Talk of the Town: Prescott College boasts some notable alumni

I am a graduate of Prescott College, and the college is having a big reunion this weekend honoring the original class of 1966 and the class of 1976. I'm looking forward to seeing many old friends. It is an open reunion and alumni from other years will be there, too.

As I think about the people I went to school with there, and others who I know went there, I am quite impressed with their accomplishments. A few are well-known. Tom Udall is a current senator for New Mexico, and Randy Udall has been a key national leader in the renewable energy field.

Some have had a local impact, such as Lee Caldwell, one of the first female attorneys in Yavapai County. She was working in the Yavapai County Attorney's Office and started to dig into the complaints of people who had dealt with Ned Warren and his shady land deals at the beginning of Prescott Valley's development. Her efforts got the state attorney general to take the matter seriously and started the prosecution of Ned Warren.

Before I attended the college, I met Dr. James Stuckey, who had taken the position of president of the college without pay, mortgaged his house, and later sold his house to help the school through its early years. I first helped with some fundraising efforts for the school, then later attended and earned my bachelor's degree, went on to get a law degree from the University of Oregon, and have practiced tax law here in Prescott for many years. In my later years I went back to Prescott College and earned a doctorate.

Some other local alumni include Becky Ruffner, who founded both Primavera School and Prevent Child Abuse; attorney David Shapiro; longtime Chief Deputy County Attorney Jim Landis; Richard Ach, who ran Capitol Title and was a securities broker at AG Edwards and is now the college board chair; and Cynthia Schleicher, who ran Capitol Title for years after Richard Ach left. There are many others I'm forgetting.

Some of the more distant alumni include Kate Reschner, who went on to be budget director of Flagstaff and exposed the budget/bonds scandal in that city in the mid-1990s. Nevada Weir is an internationally recognized photographer of remote cultures who contributes regularly to media, such as National Geographic. Perhaps most distant is Kathleen Stephens, who went on to get an advanced degree from Harvard and study at Oxford, and is now ambassador to South Korea.

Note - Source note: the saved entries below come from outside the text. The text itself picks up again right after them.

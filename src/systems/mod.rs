// src/systems/mod.rs
// EXTERNAL DATA SOURCES
// The resolver only ever talks to a `TrendSource`; which one (if any) is decided here, once.

use chrono::NaiveDate;
use tracing::{info, warn};

use crate::config::Settings;
use crate::error::TrendsError;

#[cfg(feature = "live")]
pub mod google_trends;

/// One raw point as the source reports it, before coercion into the 0-100 index.
#[derive(Debug, Clone, Copy, PartialEq)]
pub struct InterestPoint {
    pub date: NaiveDate,
    pub value: i64,
}

/// What gets asked of a source.
#[derive(Debug, Clone, PartialEq)]
pub struct TrendQuery {
    pub keyword: String,
    pub timeframe: String,
    pub geo: String,
    pub category: u32,
    pub property: String,
}

impl TrendQuery {
    /// Trailing 30 days, worldwide, web search.
    pub fn last_month(keyword: &str) -> Self {
        Self {
            keyword: keyword.to_string(),
            timeframe: "today 1-m".to_string(),
            geo: String::new(),
            category: 0,
            property: String::new(),
        }
    }
}

// Any live provider must implement this.
// An empty Ok means the query worked but there was nothing to report.
pub trait TrendSource {
    fn name(&self) -> &str;
    fn interest_over_time(&self, query: &TrendQuery) -> Result<Vec<InterestPoint>, TrendsError>;
}

/// Availability probe. `None` means "client not installed" as far as the resolver cares.
pub fn connect(settings: &Settings) -> Option<Box<dyn TrendSource>> {
    if settings.offline {
        info!("TRENDS: Live lookups disabled by configuration.");
        return None;
    }
    connect_live(settings)
}

#[cfg(feature = "live")]
fn connect_live(settings: &Settings) -> Option<Box<dyn TrendSource>> {
    match google_trends::GoogleTrendsClient::new(settings) {
        Ok(client) => Some(Box::new(client)),
        Err(e) => {
            warn!("TRENDS: Could not start the Google Trends client: {}", e);
            None
        }
    }
}

#[cfg(not(feature = "live"))]
fn connect_live(_settings: &Settings) -> Option<Box<dyn TrendSource>> {
    warn!("TRENDS: Built without the `live` feature; every lookup is synthetic.");
    None
}
// src/analyst.rs
// THE ANALYST
// Reads a finished history and labels its direction and choppiness.

use serde::Serialize;

use crate::history::TrendRecord;

#[derive(Debug, Clone, Copy, PartialEq, Eq, Serialize)]
#[serde(rename_all = "lowercase")]
pub enum Direction {
    Up,
    Down,
    Stable,
}

#[derive(Debug, Clone, Copy, PartialEq, Eq, Serialize)]
#[serde(rename_all = "lowercase")]
pub enum Volatility {
    High,
    Moderate,
    Low,
}

#[derive(Debug, Clone, Copy, PartialEq, Eq, Serialize)]
pub struct TrendAnalysis {
    pub trend: Direction,
    pub volatility: Volatility,
}

const MIN_POINTS: usize = 7;

pub struct AnalystEngine;

impl AnalystEngine {
    pub fn analyze(history: &[TrendRecord]) -> TrendAnalysis {
        TrendAnalysis {
            trend: Self::direction(history),
            volatility: Self::volatility(history),
        }
    }

    /// Last week: mean of the final three days against the first three.
    pub fn direction(history: &[TrendRecord]) -> Direction {
        if history.len() < MIN_POINTS {
            return Direction::Stable;
        }

        let week = &history[history.len() - MIN_POINTS..];
        let first = mean(week[..3].iter().map(|r| r.value));
        let last = mean(week[MIN_POINTS - 3..].iter().map(|r| r.value));
        let diff = last - first;

        if diff > 5.0 {
            Direction::Up
        } else if diff < -5.0 {
            Direction::Down
        } else {
            Direction::Stable
        }
    }

    /// Population standard deviation over the last two weeks.
    pub fn volatility(history: &[TrendRecord]) -> Volatility {
        if history.len() < MIN_POINTS {
            return Volatility::Moderate;
        }

        let window = &history[history.len().saturating_sub(14)..];
        let avg = mean(window.iter().map(|r| r.value));
        let variance = mean(window.iter().map(|r| (r.value - avg).powi(2)));
        let std_dev = variance.sqrt();

        if std_dev > 15.0 {
            Volatility::High
        } else if std_dev > 7.0 {
            Volatility::Moderate
        } else {
            Volatility::Low
        }
    }
}

fn mean(values: impl Iterator<Item = f64>) -> f64 {
    let (sum, count) = values.fold((0.0, 0usize), |(s, c), v| (s + v, c + 1));
    if count == 0 { 0.0 } else { sum / count as f64 }
}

These are just people who graduated in the early years, mid-1960s through the mid-1970s. There are so many well-accomplished graduates since then - a few who have had considerable positive local impact - but I'll leave it to that generation to tell its story. The school has only gotten better and the graduating classes bigger in the meantime. The college now employs more than 200 people and has a budget of $18 million.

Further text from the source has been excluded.